[STUDY MATERIAL — start]
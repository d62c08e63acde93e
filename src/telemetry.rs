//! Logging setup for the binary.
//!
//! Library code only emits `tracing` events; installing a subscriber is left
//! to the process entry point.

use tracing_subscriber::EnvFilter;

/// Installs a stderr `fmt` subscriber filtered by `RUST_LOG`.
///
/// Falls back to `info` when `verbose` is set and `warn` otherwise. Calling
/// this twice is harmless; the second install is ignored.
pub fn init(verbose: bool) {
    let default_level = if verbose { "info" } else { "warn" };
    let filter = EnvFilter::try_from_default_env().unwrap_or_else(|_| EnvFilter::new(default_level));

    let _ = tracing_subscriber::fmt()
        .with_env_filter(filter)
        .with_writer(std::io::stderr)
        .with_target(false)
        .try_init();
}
[STUDY MATERIAL — finish]
[STUDY MATERIAL — start]
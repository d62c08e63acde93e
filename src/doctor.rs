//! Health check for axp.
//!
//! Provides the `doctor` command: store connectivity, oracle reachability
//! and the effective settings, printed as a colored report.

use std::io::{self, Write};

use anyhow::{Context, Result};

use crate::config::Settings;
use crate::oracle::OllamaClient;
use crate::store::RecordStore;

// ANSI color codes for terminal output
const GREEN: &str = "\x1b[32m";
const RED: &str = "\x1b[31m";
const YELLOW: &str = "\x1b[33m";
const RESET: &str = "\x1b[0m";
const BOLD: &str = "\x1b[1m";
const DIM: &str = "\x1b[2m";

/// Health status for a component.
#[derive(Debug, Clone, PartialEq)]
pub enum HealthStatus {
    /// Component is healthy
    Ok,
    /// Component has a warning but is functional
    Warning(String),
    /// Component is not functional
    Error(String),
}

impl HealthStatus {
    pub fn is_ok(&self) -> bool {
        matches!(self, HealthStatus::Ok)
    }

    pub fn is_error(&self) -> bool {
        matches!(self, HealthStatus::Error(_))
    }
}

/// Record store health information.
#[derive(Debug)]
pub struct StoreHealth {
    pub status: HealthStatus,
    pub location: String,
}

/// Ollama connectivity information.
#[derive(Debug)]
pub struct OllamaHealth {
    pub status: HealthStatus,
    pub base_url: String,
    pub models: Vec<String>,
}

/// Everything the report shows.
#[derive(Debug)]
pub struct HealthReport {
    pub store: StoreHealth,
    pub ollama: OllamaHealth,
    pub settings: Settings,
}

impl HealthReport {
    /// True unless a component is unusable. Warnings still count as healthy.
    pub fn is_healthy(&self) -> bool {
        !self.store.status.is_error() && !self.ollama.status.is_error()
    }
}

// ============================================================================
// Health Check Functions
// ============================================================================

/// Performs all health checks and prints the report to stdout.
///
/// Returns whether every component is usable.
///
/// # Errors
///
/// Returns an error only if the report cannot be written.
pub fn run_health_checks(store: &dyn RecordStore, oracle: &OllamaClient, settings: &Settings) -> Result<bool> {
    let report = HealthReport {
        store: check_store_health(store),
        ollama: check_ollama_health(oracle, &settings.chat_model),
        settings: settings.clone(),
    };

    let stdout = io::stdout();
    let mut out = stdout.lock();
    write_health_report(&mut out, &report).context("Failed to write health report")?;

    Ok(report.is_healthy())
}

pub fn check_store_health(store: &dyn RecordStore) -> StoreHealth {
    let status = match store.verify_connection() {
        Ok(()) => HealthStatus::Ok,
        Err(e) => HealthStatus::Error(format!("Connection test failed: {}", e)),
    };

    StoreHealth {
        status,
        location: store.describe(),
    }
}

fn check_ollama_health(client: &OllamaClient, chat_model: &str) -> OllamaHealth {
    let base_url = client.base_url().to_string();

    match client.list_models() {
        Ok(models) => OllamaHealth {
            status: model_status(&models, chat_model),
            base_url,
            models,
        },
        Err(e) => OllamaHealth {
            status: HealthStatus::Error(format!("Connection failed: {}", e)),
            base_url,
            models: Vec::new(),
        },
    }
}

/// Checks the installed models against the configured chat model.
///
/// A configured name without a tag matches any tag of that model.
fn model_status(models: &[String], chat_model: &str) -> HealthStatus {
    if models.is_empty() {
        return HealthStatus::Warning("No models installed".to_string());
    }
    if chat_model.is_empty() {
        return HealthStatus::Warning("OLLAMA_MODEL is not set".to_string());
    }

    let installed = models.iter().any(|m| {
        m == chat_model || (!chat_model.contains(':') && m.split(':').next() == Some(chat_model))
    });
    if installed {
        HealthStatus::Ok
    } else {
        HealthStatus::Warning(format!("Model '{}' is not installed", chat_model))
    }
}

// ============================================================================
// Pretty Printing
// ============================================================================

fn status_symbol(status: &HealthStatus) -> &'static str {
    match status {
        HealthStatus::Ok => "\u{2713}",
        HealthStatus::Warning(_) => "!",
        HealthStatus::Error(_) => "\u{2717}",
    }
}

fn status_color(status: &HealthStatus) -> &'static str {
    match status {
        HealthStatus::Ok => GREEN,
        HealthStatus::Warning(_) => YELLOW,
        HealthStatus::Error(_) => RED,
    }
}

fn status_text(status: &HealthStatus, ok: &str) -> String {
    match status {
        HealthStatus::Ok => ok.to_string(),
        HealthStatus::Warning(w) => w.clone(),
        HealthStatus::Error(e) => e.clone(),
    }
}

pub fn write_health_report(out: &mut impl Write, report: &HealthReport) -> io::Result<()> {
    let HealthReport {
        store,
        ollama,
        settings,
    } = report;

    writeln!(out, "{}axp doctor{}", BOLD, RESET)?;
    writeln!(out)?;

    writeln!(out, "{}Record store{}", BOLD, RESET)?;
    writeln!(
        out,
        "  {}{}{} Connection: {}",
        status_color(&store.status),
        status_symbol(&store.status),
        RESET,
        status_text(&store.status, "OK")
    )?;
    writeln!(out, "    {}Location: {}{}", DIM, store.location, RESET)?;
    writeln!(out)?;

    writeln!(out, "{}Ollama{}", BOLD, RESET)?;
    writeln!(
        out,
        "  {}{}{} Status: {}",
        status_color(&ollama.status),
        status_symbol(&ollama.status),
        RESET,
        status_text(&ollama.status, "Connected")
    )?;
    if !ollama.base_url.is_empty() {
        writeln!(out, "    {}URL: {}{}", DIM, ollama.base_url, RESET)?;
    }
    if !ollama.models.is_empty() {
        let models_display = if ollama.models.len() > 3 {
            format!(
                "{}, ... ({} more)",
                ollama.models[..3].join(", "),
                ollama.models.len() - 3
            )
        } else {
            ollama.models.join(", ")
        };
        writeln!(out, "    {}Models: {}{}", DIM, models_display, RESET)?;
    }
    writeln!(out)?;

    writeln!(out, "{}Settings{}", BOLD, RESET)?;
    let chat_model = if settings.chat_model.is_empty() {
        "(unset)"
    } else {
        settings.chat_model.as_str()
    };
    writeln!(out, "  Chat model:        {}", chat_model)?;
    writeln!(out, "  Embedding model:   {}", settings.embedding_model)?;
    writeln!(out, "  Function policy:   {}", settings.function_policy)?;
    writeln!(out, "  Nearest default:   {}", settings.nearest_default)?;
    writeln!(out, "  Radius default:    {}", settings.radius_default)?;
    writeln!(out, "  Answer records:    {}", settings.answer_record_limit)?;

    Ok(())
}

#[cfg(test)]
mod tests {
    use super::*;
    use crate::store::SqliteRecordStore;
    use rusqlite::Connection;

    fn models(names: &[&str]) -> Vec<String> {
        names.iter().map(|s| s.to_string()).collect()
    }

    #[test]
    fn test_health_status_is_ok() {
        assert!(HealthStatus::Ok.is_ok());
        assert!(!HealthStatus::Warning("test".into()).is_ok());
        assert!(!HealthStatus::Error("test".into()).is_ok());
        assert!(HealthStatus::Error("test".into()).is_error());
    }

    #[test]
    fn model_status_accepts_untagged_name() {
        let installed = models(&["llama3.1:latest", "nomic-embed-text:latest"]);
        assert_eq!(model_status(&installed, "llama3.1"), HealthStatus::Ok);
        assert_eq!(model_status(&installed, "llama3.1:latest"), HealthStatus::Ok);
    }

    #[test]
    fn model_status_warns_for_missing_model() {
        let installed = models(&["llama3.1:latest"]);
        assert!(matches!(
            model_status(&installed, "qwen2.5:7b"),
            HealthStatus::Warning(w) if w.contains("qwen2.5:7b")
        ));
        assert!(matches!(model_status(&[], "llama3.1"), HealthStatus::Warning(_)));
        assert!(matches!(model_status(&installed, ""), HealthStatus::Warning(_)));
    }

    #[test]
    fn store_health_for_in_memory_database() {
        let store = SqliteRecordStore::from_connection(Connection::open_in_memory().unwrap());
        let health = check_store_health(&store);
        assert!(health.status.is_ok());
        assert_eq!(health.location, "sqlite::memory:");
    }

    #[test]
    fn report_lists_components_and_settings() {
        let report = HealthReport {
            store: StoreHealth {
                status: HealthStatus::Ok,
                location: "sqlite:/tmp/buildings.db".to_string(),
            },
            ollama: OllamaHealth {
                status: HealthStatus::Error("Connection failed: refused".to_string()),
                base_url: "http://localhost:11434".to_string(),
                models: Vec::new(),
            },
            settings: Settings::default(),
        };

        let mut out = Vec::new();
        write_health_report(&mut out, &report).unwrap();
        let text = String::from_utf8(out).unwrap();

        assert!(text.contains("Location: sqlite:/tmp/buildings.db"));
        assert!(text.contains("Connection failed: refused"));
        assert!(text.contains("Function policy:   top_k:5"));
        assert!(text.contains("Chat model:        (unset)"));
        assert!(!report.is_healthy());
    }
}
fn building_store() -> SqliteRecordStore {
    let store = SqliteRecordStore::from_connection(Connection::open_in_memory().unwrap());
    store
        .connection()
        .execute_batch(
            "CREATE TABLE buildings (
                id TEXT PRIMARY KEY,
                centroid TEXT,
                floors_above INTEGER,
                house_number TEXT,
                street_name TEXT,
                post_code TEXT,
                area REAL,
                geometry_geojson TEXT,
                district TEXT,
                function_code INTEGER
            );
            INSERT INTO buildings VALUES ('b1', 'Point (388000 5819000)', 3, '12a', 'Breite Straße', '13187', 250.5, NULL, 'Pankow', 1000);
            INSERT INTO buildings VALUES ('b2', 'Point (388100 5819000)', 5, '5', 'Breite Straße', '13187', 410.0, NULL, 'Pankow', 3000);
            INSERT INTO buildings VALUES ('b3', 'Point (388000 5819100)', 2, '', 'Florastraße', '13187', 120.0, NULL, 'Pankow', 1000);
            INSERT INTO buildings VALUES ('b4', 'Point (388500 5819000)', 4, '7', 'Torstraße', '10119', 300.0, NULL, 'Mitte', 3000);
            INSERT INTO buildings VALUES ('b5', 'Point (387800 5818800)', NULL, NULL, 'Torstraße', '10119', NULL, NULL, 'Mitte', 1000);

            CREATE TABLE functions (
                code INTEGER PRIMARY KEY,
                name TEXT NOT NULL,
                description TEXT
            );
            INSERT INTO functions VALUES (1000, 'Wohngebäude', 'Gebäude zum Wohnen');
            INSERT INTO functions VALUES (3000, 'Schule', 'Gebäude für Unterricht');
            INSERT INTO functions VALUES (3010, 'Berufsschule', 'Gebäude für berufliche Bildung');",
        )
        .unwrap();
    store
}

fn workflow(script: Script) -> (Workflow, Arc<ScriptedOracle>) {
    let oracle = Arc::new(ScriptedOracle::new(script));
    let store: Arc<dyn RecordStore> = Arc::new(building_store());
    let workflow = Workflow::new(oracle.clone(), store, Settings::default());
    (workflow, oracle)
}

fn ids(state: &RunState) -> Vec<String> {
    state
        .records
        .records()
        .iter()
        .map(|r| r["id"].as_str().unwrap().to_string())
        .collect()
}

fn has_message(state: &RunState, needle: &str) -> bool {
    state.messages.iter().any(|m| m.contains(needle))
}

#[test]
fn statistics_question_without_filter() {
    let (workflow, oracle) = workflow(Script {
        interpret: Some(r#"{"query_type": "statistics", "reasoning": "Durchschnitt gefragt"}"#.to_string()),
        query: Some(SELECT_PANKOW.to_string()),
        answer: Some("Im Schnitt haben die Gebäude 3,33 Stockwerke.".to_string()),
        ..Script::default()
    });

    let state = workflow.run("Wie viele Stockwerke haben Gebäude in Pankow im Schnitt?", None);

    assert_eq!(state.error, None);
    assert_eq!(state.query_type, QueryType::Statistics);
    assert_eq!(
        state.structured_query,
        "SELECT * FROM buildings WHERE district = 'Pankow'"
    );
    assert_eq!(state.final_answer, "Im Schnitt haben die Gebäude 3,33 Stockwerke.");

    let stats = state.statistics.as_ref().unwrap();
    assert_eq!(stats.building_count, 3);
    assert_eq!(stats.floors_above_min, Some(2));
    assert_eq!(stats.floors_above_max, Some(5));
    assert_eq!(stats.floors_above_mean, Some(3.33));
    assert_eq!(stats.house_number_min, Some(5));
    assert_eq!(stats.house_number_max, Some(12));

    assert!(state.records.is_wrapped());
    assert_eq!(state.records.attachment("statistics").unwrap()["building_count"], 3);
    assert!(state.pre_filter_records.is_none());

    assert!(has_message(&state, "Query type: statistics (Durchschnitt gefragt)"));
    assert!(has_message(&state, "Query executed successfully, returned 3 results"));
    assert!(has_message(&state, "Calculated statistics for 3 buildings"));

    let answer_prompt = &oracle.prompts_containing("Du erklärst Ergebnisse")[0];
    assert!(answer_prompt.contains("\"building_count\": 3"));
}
[STUDY MATERIAL — finish]
### TASK DIRECTIONS
Wherever the string "needle" is found in the listing above, copy the line that contains it.

### RESULT FOR THIS TASK
fn has_message(state: &RunState, needle: &str) -> bool {
    state.messages.iter().any(|m| m.contains(needle))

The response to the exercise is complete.